François Mazabraud, Les dessous de table, 2009, © François Mazabraud
Les amateurs d'art ont raison de penser que les Français sont chauvins. Cela fait 365 ans qu'on expose des artistes méconnus dans des salons. À la base, l'idée vient de l'Académie royale de peinture et de sculpture fondée en 1648. Cette dernière accrochait les « Morceaux de réceptions » effectués par quelques artistes, à la disposition d'un public resserré lors d'expositions aussi irrégulières que diversifiées.
Peu après, l'exposition a bénéficié d'une reconnaissance toute particulière puisque dès 1725, c'est au milieu du Palais royal, du Louvre, qu'elle se déroule. Le nouveau « Salon officiel » était autant un lieu d'exposition que de représentation sociale. Les œuvres présentées étaient celles d'artistes académiciens qui ne rendaient rien de la magnificiance de leur créativité et de leur liberté artistique dans leurs travaux puisqu'ils créaient sous le joug de quelques riches mécènes désireux de voir fleurir des œuvres dites classiques au milieu de leurs salles à manger. Après la Révolution française, le Salon impose son style. Il fait de l'antique une destination de rêve, les cartons toilés se parent de colonnades et de scènes mythologiques, comme Le serment des Horaces, de David. Si l'on veut plaire et vendre, on sait ce qu'il faut : se soumettre au style académique sans rechigner et faire taire sa personnalité à coups de traits de pinceau lisses s'il le faut.

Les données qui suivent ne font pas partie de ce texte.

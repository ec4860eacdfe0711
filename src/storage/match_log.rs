//! CSV match log
//!
//! An append-only two-column table (`page,address`). The header row is
//! written only when the file is created, so reopening an existing log on
//! restart just continues appending.

use crate::storage::traits::{MatchRecord, MatchSink, StorageError, StorageResult};
use std::fs::{self, File, OpenOptions};
use std::path::{Path, PathBuf};

/// Header row of a freshly created match log
pub const MATCH_LOG_HEADER: [&str; 2] = ["page", "address"];

/// Match sink writing CSV rows to a file
pub struct CsvMatchLog {
    path: PathBuf,
    writer: csv::Writer<File>,
}

impl CsvMatchLog {
    /// Opens the log for appending, creating it with a header row if needed
    pub fn open(path: impl Into<PathBuf>) -> StorageResult<Self> {
        let path = path.into();
        let is_new = match fs::metadata(&path) {
            Ok(meta) => meta.len() == 0,
            Err(e) if e.kind() == std::io::ErrorKind::NotFound => true,
            Err(e) => return Err(StorageError::file(&path, e)),
        };

        let file = OpenOptions::new()
            .create(true)
            .append(true)
            .open(&path)
            .map_err(|e| StorageError::file(&path, e))?;

        // Rows are positional; the header is written by hand only once
        let writer = csv::WriterBuilder::new()
            .has_headers(false)
            .from_writer(file);

        let mut log = Self { path, writer };

        if is_new {
            log.writer
                .write_record(MATCH_LOG_HEADER)
                .map_err(|e| StorageError::csv(&log.path, e))?;
            log.flush()?;
            tracing::info!("Created match log {}", log.path.display());
        }

        Ok(log)
    }

    pub fn path(&self) -> &Path {
        &self.path
    }

    /// Reads every record from an existing log
    ///
    /// A missing file yields no records. The first row is always treated as
    /// the header, whatever its text.
    pub fn read_records(path: &Path) -> StorageResult<Vec<MatchRecord>> {
        let file = match File::open(path) {
            Ok(file) => file,
            Err(e) if e.kind() == std::io::ErrorKind::NotFound => return Ok(Vec::new()),
            Err(e) => return Err(StorageError::file(path, e)),
        };

        let mut reader = csv::ReaderBuilder::new()
            .has_headers(true)
            .flexible(true)
            .trim(csv::Trim::All)
            .from_reader(file);

        let mut records = Vec::new();
        for row in reader.records() {
            let row = row.map_err(|e| StorageError::csv(path, e))?;

            let malformed = || StorageError::MalformedRecord {
                path: path.to_path_buf(),
                line: row
                    .position()
                    .map_or(0, |position| position.line() as usize),
                content: row.iter().collect::<Vec<_>>().join(","),
            };

            if row.len() != MATCH_LOG_HEADER.len() {
                return Err(malformed());
            }
            let record: MatchRecord = row.deserialize(None).map_err(|_| malformed())?;
            records.push(record);
        }

        Ok(records)
    }
}

impl MatchSink for CsvMatchLog {
    fn append(&mut self, record: &MatchRecord) -> StorageResult<()> {
        self.writer
            .serialize(record)
            .map_err(|e| StorageError::csv(&self.path, e))
    }

    fn flush(&mut self) -> StorageResult<()> {
        self.writer
            .flush()
            .and_then(|_| self.writer.get_ref().sync_data())
            .map_err(|e| StorageError::file(&self.path, e))
    }
}
use page_sentry::config::{
    Config, ExtractorConfig, FetcherConfig, FilesConfig, ScannerConfig, TelegramConfig,
};
use page_sentry::notify::LogNotifier;
use page_sentry::scanner::{
    build_http_client, LinkTextExtractor, PageFetcher, RateLimiter, RetryPolicy, ScanSinks,
    Scanner,
};
use page_sentry::storage::{
    CsvMatchLog, FileCheckpointStore, MatchRecord, MatchSink, SeenLog, StorageError,
    StorageResult,
};
use page_sentry::{ScanError, ScanPhase, ScanState, WatchList};
use std::fs;
use std::io;
use std::path::Path;
use std::sync::Arc;
use std::time::Duration;
use tempfile::TempDir;
use wiremock::matchers::{body_string_contains, method, path};
use wiremock::{Mock, MockServer, ResponseTemplate};

const WATCHED_A: &str = "1A1zP1eP5QGefi2DMPTfTL5SLmv7DivfNa";
const WATCHED_B: &str = "3J98t1WpEZ73CNmQviecrnyiWrnqRhWNLy";

/// Creates a test configuration scanning `{server}/dio/` with files under `dir`
fn create_test_config(server: &MockServer, dir: &Path, threads: u32, idle: u32) -> Config {
    let file = |name: &str| dir.join(name).to_string_lossy().into_owned();

    Config {
        scanner: ScannerConfig {
            base_url: format!("{}/dio/", server.uri()),
            threads,
            max_requests_per_second: 1000.0,
            idle_batch_limit: idle,
        },
        fetcher: FetcherConfig {
            max_attempts: 2,
            backoff_base_ms: 5,
            timeout_secs: 5,
            user_agent: "TestSentry/1.0".to_string(),
        },
        extractor: ExtractorConfig::default(),
        files: FilesConfig {
            watchlist_path: file("addresses.txt"),
            matches_path: file("matches.csv"),
            checkpoint_path: file("checkpoint.txt"),
            seen_path: None,
        },
        telegram: None,
    }
}

fn write_watchlist(dir: &Path, addresses: &[&str]) {
    fs::write(dir.join("addresses.txt"), addresses.join("\n")).unwrap();
}
//! Agreement between several similarity maps of the same grid.
//!
//! Given `N >= 1` maps (usually one per measure, already scaled) this crate
//! answers two questions per cell:
//!
//! - **Vote**: what share of the maps pass a [`ScoringFunction`]?
//!   [`vote`] returns `100 * count / N`.
//! - **Dispersion**: how spread out are the N values? [`dispersion`]
//!   evaluates an [`AgreementStatistic`] and classifies every cell as
//!   [`AgreementClass::High`] (all values `>= 1 - t`), [`AgreementClass::Low`]
//!   (all values `<= t`) or [`AgreementClass::Ambiguous`].
//!
//! The threshold `t` must lie in `[0, 0.5)` so that high and low cannot
//! overlap; [`DEFAULT_THRESHOLD`] is `0.35`.

mod classify;
mod error;
mod scoring;
mod statistic;
mod vote;

pub use classify::{
    AgreementClass, AgreementResult, Classification, DEFAULT_THRESHOLD, classify, dispersion,
    validate_threshold,
};
pub use error::AgreementError;
pub use scoring::{AtLeast, FnScore, ScoringFunction};
pub use statistic::{AgreementStatistic, Entropy, FnStatistic, StdDev};
pub use vote::vote;

use telesim_field::SimilarityMap;

/// Shape shared by every map in `maps`.
///
/// # Errors
///
/// [`AgreementError::Empty`] for an empty slice, [`AgreementError::ShapeMismatch`]
/// naming the first map whose shape differs from the first one.
pub(crate) fn common_shape(maps: &[SimilarityMap]) -> Result<(usize, usize), AgreementError> {
    let first = maps.first().ok_or(AgreementError::Empty)?;
    let expected = first.shape();
    for (index, map) in maps.iter().enumerate().skip(1) {
        if map.shape() != expected {
            return Err(AgreementError::ShapeMismatch {
                index,
                expected,
                got: map.shape(),
            });
        }
    }
    Ok(expected)
}
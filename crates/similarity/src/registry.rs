//! Name lookup for the built-in measures.

use crate::error::SimilarityError;
use crate::measure::SimilarityMeasure;
use crate::mutual_information::MutualInformation;
use crate::pearson::{AbsPearson, Pearson};
use crate::rank::Spearman;

/// Names accepted by [`measure_by_name`].
pub const MEASURE_NAMES: [&str; 4] = ["pearson", "pearson_abs", "spearman", "mutual_information"];

/// Resolves a built-in measure by its [`SimilarityMeasure::name`].
///
/// # Errors
///
/// Returns [`SimilarityError::UnknownMeasure`] for names outside [`MEASURE_NAMES`].
pub fn measure_by_name(name: &str) -> Result<Box<dyn SimilarityMeasure>, SimilarityError> {
    match name {
        "pearson" => Ok(Box::new(Pearson)),
        "pearson_abs" => Ok(Box::new(AbsPearson)),
        "spearman" => Ok(Box::new(Spearman)),
        "mutual_information" => Ok(Box::new(MutualInformation::default())),
        _ => Err(SimilarityError::UnknownMeasure {
            name: name.to_string(),
            known: MEASURE_NAMES.join(", "),
        }),
    }
}
//! Quantile binning.

use telesim_field::SimilarityMap;
use telesim_stats::{quantile_type7, sorted_finite};
use tracing::debug;

use crate::error::ScalingError;
use crate::scaler::ScalingFunction;

/// Decile binning.
pub const DEFAULT_BINS: usize = 10;

/// Replaces every value by the lower edge of its quantile bucket.
///
/// Bucket edges are the type-7 quantiles of the map's finite values at
/// `p = 1/n, 2/n, .., (n-1)/n`. A value `v` lands in bucket
/// `b = #{edges e : v > e}` and becomes `b / n`, so with the default ten
/// bins the output is one of `0.0, 0.1, .., 0.9` and `>= 0.8` selects the
/// top fifth of the map.
///
/// Ordering is preserved and equal values share a bucket. NaN cells stay
/// NaN and do not contribute to the edges. A map without finite values is
/// returned unchanged.
#[derive(Debug, Clone, Copy, PartialEq, Eq)]
pub struct QuantileBinning {
    n_bins: usize,
}

impl QuantileBinning {
    /// # Errors
    ///
    /// Returns [`ScalingError::InvalidBinCount`] if `n_bins < 2`.
    pub fn new(n_bins: usize) -> Result<Self, ScalingError> {
        if n_bins < 2 {
            return Err(ScalingError::InvalidBinCount { n_bins });
        }
        Ok(Self { n_bins })
    }

    pub fn n_bins(&self) -> usize {
        self.n_bins
    }

    /// Interior bucket edges of `map`, ascending. Empty when the map has no
    /// finite value.
    pub fn edges(&self, map: &SimilarityMap) -> Vec<f64> {
        let sorted = sorted_finite(map.iter());
        if sorted.is_empty() {
            return Vec::new();
        }
        (1..self.n_bins)
            .map(|i| quantile_type7(&sorted, i as f64 / self.n_bins as f64))
            .collect()
    }
}

impl Default for QuantileBinning {
    fn default() -> Self {
        Self {
            n_bins: DEFAULT_BINS,
        }
    }
}

impl ScalingFunction for QuantileBinning {
    fn name(&self) -> &str {
        "quantile_binning"
    }

    fn scale(&self, map: &SimilarityMap) -> SimilarityMap {
        let edges = self.edges(map);
        if edges.is_empty() {
            debug!("no finite values to bin");
            return map.clone();
        }
        let n = self.n_bins as f64;
        map.map(|v| {
            if v.is_nan() {
                v
            } else {
                edges.partition_point(|&e| v > e) as f64 / n
            }
        })
    }
}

Bien sûr, certains ne se résignaient pas et oeuvraient sous le seul arbitre de leur imagination et de leurs messages propres. Mais ceux-là étaient bien moins récompensés et recevaient dans le dos des œuvres un R pour « refus » qui ne leur permettait pas l'exposition. Par la suite, des salons indépendants ont ouvert leurs portes pour permettre à des barbouilleurs comme Fantin-Latour ou Pissarro de mettre leurs œuvres à disposition du public au lieu de les défenestrer... Et la tradition n'a jamais flanché.
Aujourd'hui, ce n'est plus à Paris, mais à Montrouge que les gens se dandinent entre les œuvres pour trouver la perle rare. L'investissement culturel exceptionnel de la ville a fait de l'événement une action non seulement nationale, outrepassant la tendance monocéphale française (même si les FRAC permettent la multiplication des centres cultures et de création), mais aussi européenne. Depuis 13 ans, le maire de Montrouge, Jean-Loup Metton, principal promoteur du Salon avec Stéphane Corréard, commissaire artistique, gomme les frontières pour faire de son projet, une organisation européenne, la Jeune Création Européenne (JCE). Neuf pays font partie de cette itinérance d'œuvres et d'artistes. Certains restent à quais pendant une ou plusieurs années à Montrouge dans un grand atelier d'artistes où l'émulation est partie prenant de la création.
Là bas, quelque soit son style chaque artiste est mis en valeur. Ce qu'on veut à travers le Salon, c'est faire connaître des artistes pour les propulser sur la scène artistique et faire de leurs œuvres, des modèles pour demain. Les lauréats (Maxime Chanson, Éponine Momenceau et Henrik Potter) remportent chacun trois prix leur assurant un peu de prospérité : 1000 euros, une place pour la Biennale JCE inaugurée en octobre, ainsi qu'un outil de révélation presque infaillible, l'exposition personnelle. Cette dernière prendra place, non pas au milieu du Vercors, mais bien au Palais de Tokyo en automne. Alors, si vous ne pouvez pas vous rendre à Montrouge avant le 12 juin, rendez-vous au palais de Tokyo !
Contrairement aux Salons parisiens du XIXe siècle, chaque artiste est libre de ses thèmes, libre de ses médiums, libre de ses choix créatifs. D'ailleurs, le politiquement correct ne semble même plus être une limite à la création. Les préoccupations artistiques touchent plutôt le quotidien et rien ne prête plus à censure.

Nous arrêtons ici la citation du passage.